Records for this exercise
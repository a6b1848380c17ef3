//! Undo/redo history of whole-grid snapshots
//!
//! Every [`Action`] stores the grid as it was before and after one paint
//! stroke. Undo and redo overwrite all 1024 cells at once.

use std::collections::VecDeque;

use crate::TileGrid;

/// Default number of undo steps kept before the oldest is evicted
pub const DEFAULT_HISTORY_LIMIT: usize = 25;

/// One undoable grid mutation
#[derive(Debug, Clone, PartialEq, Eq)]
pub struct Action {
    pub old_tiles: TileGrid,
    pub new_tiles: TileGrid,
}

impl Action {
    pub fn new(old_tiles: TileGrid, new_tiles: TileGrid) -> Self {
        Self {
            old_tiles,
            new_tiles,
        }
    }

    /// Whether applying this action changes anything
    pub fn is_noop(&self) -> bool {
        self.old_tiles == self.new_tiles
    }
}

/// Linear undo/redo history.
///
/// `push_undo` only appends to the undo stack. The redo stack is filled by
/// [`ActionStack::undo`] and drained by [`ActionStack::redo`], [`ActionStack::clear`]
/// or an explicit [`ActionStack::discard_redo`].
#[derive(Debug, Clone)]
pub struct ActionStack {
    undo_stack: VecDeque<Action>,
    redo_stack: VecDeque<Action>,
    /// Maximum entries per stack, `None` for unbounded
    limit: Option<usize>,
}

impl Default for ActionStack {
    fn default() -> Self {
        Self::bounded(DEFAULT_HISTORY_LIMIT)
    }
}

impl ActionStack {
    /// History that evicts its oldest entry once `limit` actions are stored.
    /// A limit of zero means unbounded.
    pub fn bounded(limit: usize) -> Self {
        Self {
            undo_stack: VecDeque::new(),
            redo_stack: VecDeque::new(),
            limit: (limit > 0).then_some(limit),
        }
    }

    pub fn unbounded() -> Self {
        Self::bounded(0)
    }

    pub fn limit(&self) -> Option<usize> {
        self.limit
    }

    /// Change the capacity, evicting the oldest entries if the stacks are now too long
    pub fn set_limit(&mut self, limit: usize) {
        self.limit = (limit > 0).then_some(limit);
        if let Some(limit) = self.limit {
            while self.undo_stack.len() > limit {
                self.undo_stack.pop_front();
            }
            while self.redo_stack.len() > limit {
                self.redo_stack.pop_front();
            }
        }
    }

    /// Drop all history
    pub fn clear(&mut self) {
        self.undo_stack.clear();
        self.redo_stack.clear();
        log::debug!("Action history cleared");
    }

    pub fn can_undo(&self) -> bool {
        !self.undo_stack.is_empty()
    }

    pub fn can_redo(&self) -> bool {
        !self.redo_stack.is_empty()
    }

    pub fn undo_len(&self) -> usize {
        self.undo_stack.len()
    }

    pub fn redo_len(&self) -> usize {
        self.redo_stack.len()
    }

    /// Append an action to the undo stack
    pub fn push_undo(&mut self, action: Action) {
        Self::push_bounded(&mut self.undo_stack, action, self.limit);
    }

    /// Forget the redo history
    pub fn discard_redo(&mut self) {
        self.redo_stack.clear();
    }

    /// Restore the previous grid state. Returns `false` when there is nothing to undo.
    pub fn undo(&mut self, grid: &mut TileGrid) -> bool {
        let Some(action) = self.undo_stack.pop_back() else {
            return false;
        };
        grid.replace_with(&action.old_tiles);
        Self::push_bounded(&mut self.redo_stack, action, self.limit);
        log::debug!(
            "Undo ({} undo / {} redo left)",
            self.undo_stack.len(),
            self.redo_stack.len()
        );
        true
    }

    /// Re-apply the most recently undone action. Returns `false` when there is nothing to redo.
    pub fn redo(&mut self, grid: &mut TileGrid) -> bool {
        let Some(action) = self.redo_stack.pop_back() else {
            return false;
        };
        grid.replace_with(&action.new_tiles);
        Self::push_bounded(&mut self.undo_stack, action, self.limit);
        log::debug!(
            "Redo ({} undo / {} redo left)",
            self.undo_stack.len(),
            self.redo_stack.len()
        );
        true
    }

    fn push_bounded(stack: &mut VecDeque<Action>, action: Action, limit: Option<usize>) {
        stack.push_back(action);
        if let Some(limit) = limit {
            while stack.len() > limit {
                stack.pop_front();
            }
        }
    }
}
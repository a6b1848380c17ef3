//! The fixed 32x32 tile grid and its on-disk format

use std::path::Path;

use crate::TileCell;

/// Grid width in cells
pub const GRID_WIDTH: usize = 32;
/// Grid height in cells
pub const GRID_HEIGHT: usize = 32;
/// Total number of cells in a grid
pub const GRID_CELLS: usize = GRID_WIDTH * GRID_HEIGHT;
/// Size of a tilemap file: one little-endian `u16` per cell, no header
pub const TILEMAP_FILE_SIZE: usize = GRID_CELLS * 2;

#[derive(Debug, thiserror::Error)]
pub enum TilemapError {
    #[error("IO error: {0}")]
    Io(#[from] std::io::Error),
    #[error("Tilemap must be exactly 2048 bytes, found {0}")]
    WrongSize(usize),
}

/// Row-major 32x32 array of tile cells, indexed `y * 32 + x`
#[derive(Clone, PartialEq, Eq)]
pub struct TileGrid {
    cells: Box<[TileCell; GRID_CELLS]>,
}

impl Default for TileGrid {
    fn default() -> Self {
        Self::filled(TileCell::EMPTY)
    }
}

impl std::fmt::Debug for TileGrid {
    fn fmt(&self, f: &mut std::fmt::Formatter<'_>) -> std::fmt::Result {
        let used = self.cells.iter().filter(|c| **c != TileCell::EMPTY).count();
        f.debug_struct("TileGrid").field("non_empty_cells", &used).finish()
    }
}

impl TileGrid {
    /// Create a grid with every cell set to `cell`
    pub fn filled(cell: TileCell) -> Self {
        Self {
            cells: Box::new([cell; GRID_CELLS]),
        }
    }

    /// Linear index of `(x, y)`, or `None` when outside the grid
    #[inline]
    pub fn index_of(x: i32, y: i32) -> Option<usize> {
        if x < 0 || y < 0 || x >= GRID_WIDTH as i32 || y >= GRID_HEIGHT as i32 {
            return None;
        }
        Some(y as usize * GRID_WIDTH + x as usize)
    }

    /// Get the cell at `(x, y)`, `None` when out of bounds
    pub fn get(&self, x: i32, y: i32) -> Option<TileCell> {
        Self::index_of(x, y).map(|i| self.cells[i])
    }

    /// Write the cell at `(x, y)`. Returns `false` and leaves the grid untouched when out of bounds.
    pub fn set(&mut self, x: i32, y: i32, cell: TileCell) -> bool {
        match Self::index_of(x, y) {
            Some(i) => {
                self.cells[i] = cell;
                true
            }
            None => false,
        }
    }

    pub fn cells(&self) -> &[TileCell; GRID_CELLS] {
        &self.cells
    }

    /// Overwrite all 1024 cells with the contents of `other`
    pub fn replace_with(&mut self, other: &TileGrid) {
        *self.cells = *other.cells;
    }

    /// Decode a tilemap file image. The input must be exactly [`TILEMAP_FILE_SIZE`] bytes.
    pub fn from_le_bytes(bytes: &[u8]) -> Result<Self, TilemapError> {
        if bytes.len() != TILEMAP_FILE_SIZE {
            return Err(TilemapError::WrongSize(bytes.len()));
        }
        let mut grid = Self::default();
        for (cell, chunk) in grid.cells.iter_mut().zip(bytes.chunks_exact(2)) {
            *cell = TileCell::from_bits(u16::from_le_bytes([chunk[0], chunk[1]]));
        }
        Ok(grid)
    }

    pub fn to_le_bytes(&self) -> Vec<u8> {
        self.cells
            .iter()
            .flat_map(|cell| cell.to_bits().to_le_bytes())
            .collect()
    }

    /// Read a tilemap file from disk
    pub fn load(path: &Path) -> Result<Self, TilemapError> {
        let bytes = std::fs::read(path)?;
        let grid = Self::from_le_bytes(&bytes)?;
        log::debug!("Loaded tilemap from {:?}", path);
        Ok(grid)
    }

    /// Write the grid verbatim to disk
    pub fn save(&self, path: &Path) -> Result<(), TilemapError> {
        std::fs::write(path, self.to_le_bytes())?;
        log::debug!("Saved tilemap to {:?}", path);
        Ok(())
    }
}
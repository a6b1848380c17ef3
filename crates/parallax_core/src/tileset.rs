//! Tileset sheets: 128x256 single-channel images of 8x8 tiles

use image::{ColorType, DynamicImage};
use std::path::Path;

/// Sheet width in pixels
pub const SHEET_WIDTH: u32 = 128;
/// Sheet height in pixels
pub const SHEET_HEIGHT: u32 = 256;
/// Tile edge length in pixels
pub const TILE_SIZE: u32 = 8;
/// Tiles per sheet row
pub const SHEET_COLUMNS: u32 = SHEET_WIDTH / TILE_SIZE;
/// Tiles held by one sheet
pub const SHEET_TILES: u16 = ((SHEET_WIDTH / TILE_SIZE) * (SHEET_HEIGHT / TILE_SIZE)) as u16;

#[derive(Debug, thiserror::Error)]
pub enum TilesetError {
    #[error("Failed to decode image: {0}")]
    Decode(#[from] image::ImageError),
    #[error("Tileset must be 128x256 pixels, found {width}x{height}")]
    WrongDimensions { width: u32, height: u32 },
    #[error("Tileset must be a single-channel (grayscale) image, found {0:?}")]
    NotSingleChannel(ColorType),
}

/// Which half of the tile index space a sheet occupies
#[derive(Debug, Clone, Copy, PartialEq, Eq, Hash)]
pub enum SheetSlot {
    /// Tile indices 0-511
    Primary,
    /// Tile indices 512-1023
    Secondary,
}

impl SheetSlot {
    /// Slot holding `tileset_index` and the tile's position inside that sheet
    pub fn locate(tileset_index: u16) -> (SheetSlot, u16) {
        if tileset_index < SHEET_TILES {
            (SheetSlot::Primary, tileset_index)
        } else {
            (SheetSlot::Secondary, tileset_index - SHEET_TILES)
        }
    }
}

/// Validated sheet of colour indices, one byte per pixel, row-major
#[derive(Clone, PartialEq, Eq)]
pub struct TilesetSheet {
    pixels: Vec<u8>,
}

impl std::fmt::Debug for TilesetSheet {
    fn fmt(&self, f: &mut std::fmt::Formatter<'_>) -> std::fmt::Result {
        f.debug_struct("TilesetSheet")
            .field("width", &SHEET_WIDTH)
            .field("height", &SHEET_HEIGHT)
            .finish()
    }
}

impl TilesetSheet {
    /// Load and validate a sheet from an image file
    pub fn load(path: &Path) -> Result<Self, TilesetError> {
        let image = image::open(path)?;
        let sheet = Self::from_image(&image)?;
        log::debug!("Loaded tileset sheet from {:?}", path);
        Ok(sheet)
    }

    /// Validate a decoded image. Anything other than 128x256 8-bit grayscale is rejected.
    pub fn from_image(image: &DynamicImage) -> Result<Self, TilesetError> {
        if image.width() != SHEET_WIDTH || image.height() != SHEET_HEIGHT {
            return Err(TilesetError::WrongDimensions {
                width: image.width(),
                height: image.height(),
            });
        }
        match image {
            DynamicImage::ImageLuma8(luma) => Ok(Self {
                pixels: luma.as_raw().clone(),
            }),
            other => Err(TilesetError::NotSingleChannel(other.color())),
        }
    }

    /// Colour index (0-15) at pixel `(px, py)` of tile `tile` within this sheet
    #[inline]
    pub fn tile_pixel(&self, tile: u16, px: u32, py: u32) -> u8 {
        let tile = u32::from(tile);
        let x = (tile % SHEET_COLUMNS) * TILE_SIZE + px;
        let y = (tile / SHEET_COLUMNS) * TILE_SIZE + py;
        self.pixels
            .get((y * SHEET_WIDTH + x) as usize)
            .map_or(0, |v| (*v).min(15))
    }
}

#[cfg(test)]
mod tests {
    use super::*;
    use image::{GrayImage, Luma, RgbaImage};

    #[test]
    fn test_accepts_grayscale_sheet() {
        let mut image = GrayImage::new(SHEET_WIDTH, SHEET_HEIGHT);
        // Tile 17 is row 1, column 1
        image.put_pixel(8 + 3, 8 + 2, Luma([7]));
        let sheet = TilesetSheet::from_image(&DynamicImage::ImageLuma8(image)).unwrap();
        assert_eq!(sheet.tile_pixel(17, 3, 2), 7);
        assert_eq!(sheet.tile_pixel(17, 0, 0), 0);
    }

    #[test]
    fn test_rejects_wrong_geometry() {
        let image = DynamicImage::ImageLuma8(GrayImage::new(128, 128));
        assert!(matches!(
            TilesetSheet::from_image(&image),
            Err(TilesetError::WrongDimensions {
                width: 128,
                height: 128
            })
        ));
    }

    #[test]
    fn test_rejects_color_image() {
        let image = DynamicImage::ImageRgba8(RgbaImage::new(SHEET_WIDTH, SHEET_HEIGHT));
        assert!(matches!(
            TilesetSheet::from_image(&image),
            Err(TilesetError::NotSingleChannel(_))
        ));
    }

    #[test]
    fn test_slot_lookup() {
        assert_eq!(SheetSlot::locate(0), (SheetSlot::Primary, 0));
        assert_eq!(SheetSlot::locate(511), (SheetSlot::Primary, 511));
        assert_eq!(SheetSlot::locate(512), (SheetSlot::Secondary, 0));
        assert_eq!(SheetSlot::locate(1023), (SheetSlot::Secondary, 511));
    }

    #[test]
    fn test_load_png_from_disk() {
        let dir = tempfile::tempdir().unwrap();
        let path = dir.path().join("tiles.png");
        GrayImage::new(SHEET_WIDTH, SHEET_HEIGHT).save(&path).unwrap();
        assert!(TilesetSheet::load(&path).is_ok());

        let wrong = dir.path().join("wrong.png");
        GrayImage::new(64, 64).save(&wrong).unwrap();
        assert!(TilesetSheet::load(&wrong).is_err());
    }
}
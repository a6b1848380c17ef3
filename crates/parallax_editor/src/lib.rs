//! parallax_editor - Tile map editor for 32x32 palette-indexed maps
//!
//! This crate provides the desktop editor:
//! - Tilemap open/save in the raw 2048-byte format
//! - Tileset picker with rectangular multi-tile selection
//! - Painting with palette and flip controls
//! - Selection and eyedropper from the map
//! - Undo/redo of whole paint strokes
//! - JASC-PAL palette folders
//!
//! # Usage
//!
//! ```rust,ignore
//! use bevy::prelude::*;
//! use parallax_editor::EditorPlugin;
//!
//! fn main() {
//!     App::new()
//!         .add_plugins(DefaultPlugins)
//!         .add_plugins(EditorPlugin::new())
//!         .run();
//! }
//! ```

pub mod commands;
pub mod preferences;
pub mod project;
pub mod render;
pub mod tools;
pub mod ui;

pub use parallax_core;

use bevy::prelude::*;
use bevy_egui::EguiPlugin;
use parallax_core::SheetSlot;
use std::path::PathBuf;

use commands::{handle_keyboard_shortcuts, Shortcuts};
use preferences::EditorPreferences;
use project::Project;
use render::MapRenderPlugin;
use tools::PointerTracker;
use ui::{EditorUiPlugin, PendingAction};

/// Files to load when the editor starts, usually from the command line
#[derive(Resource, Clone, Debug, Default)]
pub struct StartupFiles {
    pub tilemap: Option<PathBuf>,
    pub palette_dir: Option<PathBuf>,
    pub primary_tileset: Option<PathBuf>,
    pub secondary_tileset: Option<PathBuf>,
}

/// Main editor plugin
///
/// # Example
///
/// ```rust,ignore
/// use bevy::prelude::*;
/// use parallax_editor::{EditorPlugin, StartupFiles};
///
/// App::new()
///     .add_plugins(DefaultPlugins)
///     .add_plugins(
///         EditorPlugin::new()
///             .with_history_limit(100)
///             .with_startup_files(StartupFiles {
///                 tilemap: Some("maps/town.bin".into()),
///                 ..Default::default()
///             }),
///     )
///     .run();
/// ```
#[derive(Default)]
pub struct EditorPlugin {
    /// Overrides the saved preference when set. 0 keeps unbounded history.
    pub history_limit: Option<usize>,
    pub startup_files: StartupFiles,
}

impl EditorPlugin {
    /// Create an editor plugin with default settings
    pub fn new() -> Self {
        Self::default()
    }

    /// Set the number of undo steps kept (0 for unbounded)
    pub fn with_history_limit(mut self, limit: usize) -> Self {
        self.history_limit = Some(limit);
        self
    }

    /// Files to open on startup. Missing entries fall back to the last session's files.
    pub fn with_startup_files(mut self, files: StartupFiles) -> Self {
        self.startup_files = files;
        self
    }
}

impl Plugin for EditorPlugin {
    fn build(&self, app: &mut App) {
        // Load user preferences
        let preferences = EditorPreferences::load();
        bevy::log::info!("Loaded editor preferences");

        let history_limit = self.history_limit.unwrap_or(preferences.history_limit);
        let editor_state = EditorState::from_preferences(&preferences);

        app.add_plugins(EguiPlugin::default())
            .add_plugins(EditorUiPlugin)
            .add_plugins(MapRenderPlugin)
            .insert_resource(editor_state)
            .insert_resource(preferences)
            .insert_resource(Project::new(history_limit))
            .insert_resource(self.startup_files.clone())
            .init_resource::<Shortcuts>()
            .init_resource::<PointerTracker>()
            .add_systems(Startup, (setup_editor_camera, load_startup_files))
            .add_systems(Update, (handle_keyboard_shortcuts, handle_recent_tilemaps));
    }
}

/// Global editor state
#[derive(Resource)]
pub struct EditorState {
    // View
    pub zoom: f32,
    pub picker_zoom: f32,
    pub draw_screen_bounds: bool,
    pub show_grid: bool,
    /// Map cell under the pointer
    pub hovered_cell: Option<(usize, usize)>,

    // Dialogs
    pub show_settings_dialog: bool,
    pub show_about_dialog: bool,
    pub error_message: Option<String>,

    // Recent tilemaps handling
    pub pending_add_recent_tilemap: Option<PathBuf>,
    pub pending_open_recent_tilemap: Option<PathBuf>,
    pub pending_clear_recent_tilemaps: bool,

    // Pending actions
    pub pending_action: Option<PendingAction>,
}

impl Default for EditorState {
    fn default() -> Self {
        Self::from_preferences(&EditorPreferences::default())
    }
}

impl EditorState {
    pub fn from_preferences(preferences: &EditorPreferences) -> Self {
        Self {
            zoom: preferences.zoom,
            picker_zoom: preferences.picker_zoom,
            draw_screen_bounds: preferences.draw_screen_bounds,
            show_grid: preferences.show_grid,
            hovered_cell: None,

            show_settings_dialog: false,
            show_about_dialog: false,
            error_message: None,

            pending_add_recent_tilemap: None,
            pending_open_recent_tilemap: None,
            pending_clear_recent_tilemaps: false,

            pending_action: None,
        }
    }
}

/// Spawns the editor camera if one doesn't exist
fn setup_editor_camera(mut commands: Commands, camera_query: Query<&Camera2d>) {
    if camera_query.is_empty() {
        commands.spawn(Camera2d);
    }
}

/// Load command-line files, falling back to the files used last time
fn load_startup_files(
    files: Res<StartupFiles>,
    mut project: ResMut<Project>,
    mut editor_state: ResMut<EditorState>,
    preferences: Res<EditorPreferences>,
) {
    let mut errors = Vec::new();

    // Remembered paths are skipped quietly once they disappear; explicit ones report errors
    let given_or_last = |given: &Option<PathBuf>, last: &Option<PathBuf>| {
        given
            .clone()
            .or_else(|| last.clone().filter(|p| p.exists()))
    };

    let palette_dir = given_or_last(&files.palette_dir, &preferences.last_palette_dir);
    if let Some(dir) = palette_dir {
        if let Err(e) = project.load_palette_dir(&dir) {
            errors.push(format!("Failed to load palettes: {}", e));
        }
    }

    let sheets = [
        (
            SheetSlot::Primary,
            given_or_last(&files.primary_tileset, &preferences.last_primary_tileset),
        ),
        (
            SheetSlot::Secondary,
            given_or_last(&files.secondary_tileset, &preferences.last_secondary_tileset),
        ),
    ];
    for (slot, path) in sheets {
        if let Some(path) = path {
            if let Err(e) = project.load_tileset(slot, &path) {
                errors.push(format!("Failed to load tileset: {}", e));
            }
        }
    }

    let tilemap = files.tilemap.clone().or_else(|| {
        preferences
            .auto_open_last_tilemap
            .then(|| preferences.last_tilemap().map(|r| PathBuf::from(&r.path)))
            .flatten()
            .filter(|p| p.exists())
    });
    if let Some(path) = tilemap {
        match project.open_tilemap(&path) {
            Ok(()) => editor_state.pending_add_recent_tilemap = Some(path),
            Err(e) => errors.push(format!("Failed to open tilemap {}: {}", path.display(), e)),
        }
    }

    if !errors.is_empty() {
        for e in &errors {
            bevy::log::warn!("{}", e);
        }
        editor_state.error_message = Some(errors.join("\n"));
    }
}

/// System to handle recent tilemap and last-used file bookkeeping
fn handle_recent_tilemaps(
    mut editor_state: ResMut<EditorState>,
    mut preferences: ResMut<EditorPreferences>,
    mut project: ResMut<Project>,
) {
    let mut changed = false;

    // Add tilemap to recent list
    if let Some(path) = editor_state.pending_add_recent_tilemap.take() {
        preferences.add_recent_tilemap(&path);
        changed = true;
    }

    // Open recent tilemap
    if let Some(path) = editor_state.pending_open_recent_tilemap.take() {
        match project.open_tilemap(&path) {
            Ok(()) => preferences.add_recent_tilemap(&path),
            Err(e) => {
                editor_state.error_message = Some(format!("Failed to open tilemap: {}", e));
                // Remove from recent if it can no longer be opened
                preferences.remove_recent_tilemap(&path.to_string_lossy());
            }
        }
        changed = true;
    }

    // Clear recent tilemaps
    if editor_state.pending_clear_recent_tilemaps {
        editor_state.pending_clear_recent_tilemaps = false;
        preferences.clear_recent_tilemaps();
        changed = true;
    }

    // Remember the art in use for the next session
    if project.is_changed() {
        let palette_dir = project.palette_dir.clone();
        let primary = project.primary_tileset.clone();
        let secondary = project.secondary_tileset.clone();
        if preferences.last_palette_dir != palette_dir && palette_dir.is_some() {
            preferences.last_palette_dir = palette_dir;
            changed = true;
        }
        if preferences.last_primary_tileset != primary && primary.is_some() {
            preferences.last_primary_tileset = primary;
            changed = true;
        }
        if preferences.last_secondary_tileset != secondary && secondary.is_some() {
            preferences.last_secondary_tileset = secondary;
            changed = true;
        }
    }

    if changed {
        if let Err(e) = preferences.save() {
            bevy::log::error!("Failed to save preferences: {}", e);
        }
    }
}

Task brief
Could you reproduce exactly the lines of the entries above, from the one with "let tile = u32::from(tile);" through the one with "#[cfg(test)]", and nothing else?

Exercise output
        let tile = u32::from(tile);
        let x = (tile % SHEET_COLUMNS) * TILE_SIZE + px;
        let y = (tile / SHEET_COLUMNS) * TILE_SIZE + py;
        self.pixels
            .get((y * SHEET_WIDTH + x) as usize)
            .map_or(0, |v| (*v).min(15))
    }
}

#[cfg(test)]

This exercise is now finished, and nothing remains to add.